In response to Paul’s letter to the Corinthians,

What if we, like George, understood reconciliation with God as a “life-sized” task, and rather than just sizing up the unjustness around us and calculating what piece of the greater puzzle we might play in the great healing of our world we could see the call as personal and as small as one life at a time… as small as the boxes we inhabit, the cars in which we ride, the tables at which we sit, the sacred spaces of our lives that are captured in moments as in a frame… in the mowing of the lawn, the putting our children to bed at night, tucking them in on all sides, the diligent reading that our students must complete on this very night, the emails and papers, and presentations and tasks that hold us captive in time, with deadlines and action points awaiting, with difficult conversations looming over us, disappointment trending in our midst.  What if being reconciled to God meant simply abiding with God, as Brother Lawrence expressed saying, “It matters not to me what I do or what I suffer, so long as I abide lovingly united to God’s will—that is my whole business.”

You may be thinking, “Yes, but I am not a monk or a priest, nor one to even aspire to personal piety”, but what can be true for each of us in this time and space as we occupy the flesh and bones that house our souls, that share a common beginning and ending—is that a great treasure, a gift that can only be recognized, unpacked and experienced in “reconciliation” awaits us even now.

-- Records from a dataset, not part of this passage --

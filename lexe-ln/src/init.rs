use std::marker::Send;
use std::ops::Deref;
use std::sync::Arc;

use common::shutdown::ShutdownChannel;
use common::task::LxTask;
use futures::stream::{FuturesUnordered, StreamExt};
use lightning::chain::chainmonitor::Persist;
use lightning::chain::transaction::OutPoint;
use lightning::ln::msgs::ChannelMessageHandler;
use tokio::net::TcpListener;
use tokio::sync::mpsc;
use tracing::{debug, error, info, warn};

use crate::alias::{LexeChainMonitorType, LexePeerManagerType, SignerType};
use crate::channel_monitor::LxChannelMonitorUpdate;

/// Spawns a task that that lets the persister make calls to the chain monitor.
/// For now, it simply listens on `channel_monitor_updated_rx` and calls
/// `ChainMonitor::channel_monitor_updated()` with any received values. This is
/// required because (a) the chain monitor cannot be initialized without the
/// persister, therefore (b) the persister cannot hold the chain monitor,
/// therefore there needs to be another means of letting the persister notify
/// the channel manager of events.
pub fn spawn_channel_monitor_updated_task<PERSISTER>(
    chain_monitor: Arc<LexeChainMonitorType<PERSISTER>>,
    mut channel_monitor_updated_rx: mpsc::Receiver<LxChannelMonitorUpdate>,
    mut shutdown: ShutdownChannel,
) -> LxTask<()>
where
    PERSISTER: Deref + Send + Sync + 'static,
    PERSISTER::Target: Persist<SignerType> + Send,
{
    debug!("Starting channel_monitor_updated task");
    LxTask::spawn(async move {
        loop {
            tokio::select! {
                Some(update) = channel_monitor_updated_rx.recv() => {
                    if let Err(e) = chain_monitor.channel_monitor_updated(
                        OutPoint::from(update.funding_txo),
                        update.update_id,
                    ) {
                        // ApiError impls Debug but not std::error::Error
                        error!("channel_monitor_updated returned Err: {:?}", e);
                    }
                }
                _ = shutdown.recv() => {
                    info!("channel_monitor_updated task shutting down");
                    break;
                }
            }
        }
    })
}

/// Given a [`TcpListener`], spawns a task to await on inbound connections,
/// handing off the resultant `TcpStream`s for the `PeerManager` to manage.
pub fn spawn_p2p_listener<CHANNELMANAGER>(
    listener: TcpListener,
    peer_manager: Arc<LexePeerManagerType<CHANNELMANAGER>>,
    mut shutdown: ShutdownChannel,
) -> LxTask<()>
where
    CHANNELMANAGER: Deref + 'static + Send + Sync,
    CHANNELMANAGER::Target: ChannelMessageHandler + Send + Sync,
{
    LxTask::spawn(async move {
        let mut child_tasks = FuturesUnordered::new();

        loop {
            tokio::select! {
                accept_res = listener.accept() => {
                    // TcpStream boilerplate
                    let (tcp_stream, _peer_addr) = match accept_res {
                        Ok(ts) => ts,
                        Err(e) => {
                            warn!("Failed to accept connection: {e:#}");
                            continue;
                        }
                    };
                    let tcp_stream = match tcp_stream.into_std() {
                        Ok(s) => s,
                        Err(e) => {
                            warn!("Couldn't convert to std TcpStream: {e:#}");
                            continue;
                        }
                    };

                    // Spawn a task to await on the connection
                    let peer_manager_clone = peer_manager.clone();
                    let child_task = LxTask::spawn(async move {
                        // `setup_inbound()` returns a future that completes
                        // when the connection is closed. The main thread calls
                        // peer_manager.disconnect_all_peers() once it receives
                        // a shutdown signal so there is no need to pass in a
                        // `shutdown`s here.
                        let connection_closed = lightning_net_tokio::setup_inbound(
                            peer_manager_clone,
                            tcp_stream,
                        );
                        connection_closed.await;
                    });

                    child_tasks.push(child_task);
                }
                // To prevent a memory leak of LxTasks, we select! on the
                // futures unordered so that we can clear out LxTasks for peers
                // that disconnect before the node shuts down.
                Some(join_res) = child_tasks.next() => {
                    if let Err(e) = join_res {
                        error!("P2P connection task panicked: {e:#}");
                    }
                }
                _ = shutdown.recv() =>
                    break info!("LN P2P listen task shutting down"),
            }
        }

        // Wait on all child tasks to finish (i.e. all connections close).
        while let Some(join_res) = child_tasks.next().await {
            if let Err(e) = join_res {
                error!("P2P connection task panicked: {:#}", e);
            }
        }

        info!("LN P2P listen task complete");
    })
}
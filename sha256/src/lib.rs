//! A convenience crate for hasing things with SHA-256.

use std::io;

use byte_array::ByteArray;
use ref_cast::RefCast;

pub const HASH_LEN: usize = 32;

/// A SHA-256 Hash value.
#[derive(Copy, Clone, Default, Eq, Hash, PartialEq, RefCast)]
#[repr(transparent)]
pub struct Hash([u8; 32]);

/// A SHA-256 digest accumulator.
#[derive(Clone)]
pub struct Context(ring::digest::Context);

/// SHA-256 digest a single input.
pub fn digest(input: &[u8]) -> Hash {
    digest_many(&[input])
}

/// SHA-256 digest several input slices concatenated together, without
/// allocating.
pub fn digest_many(inputs: &[&[u8]]) -> Hash {
    let mut ctx = Context::new();
    for input in inputs {
        ctx.update(input);
    }
    ctx.finish()
}

// -- impl Hash -- //

impl Hash {
    pub const fn new(value: [u8; 32]) -> Self {
        Self(value)
    }

    // Note: not pub, since `ring::digest::Digest` is not always SHA-256, but
    // we can guarantee this invariant inside the module.
    fn from_ring(output: ring::digest::Digest) -> Self {
        Self::new(<[u8; 32]>::try_from(output.as_ref()).unwrap())
    }
}

byte_array::impl_byte_array!(Hash, 32);
byte_array::impl_fromstr_fromhex!(Hash, 32);
byte_array::impl_debug_display_as_hex!(Hash);

impl AsRef<[u8]> for Hash {
    fn as_ref(&self) -> &[u8] {
        self.0.as_slice()
    }
}

impl AsRef<[u8; 32]> for Hash {
    fn as_ref(&self) -> &[u8; 32] {
        &self.0
    }
}

// -- impl Context -- //

impl Context {
    pub fn new() -> Self {
        Self(ring::digest::Context::new(&ring::digest::SHA256))
    }

    pub fn update(&mut self, input: &[u8]) {
        self.0.update(input);
    }

    pub fn finish(self) -> Hash {
        Hash::from_ring(self.0.finish())
    }
}

impl Default for Context {
    fn default() -> Self {
        Self::new()
    }
}

impl io::Write for Context {
    fn write(&mut self, input: &[u8]) -> io::Result<usize> {
        self.update(input);
        Ok(input.len())
    }

    fn flush(&mut self) -> io::Result<()> {
        Ok(())
    }
}

#[cfg(test)]
mod test {
    use crate as sha256;

    // sanity check
    #[test]
    fn test_sha256() {
        let actual = hex::encode(sha256::digest(b"").as_ref());
        let expected =
            "e3b0c44298fc1c149afbf4c8996fb92427ae41e4649b934ca495991b7852b855";
        assert_eq!(&actual, expected);
    }
}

The gift of the present, of being alive to ourselves and alive to what and who are in our midst, the gift of working as with a whistle on our lips, of feeding the ducks faithfully for 17 years, of loving today as if our hearts would be gone tomorrow, the gift of looking in the mirror and discovering that “enough” is not found in What we complete, but in who we are made complete.

Covering ourselves in Ash this evening is a way to mark this joinery in faith, to receive the call to journey with Jesus these next 40 days… to take a deep breath and rather than looking up, scanning the horizon searching for what’s next,  what else, what am I missing?? we are invited to meet one another at eye level, to see as Jesus did, those at table and beneath the table cherishing the very seconds and minutes that form our communal life… And we are invited to contemplate the question, “What if I treasured washing the dishes?”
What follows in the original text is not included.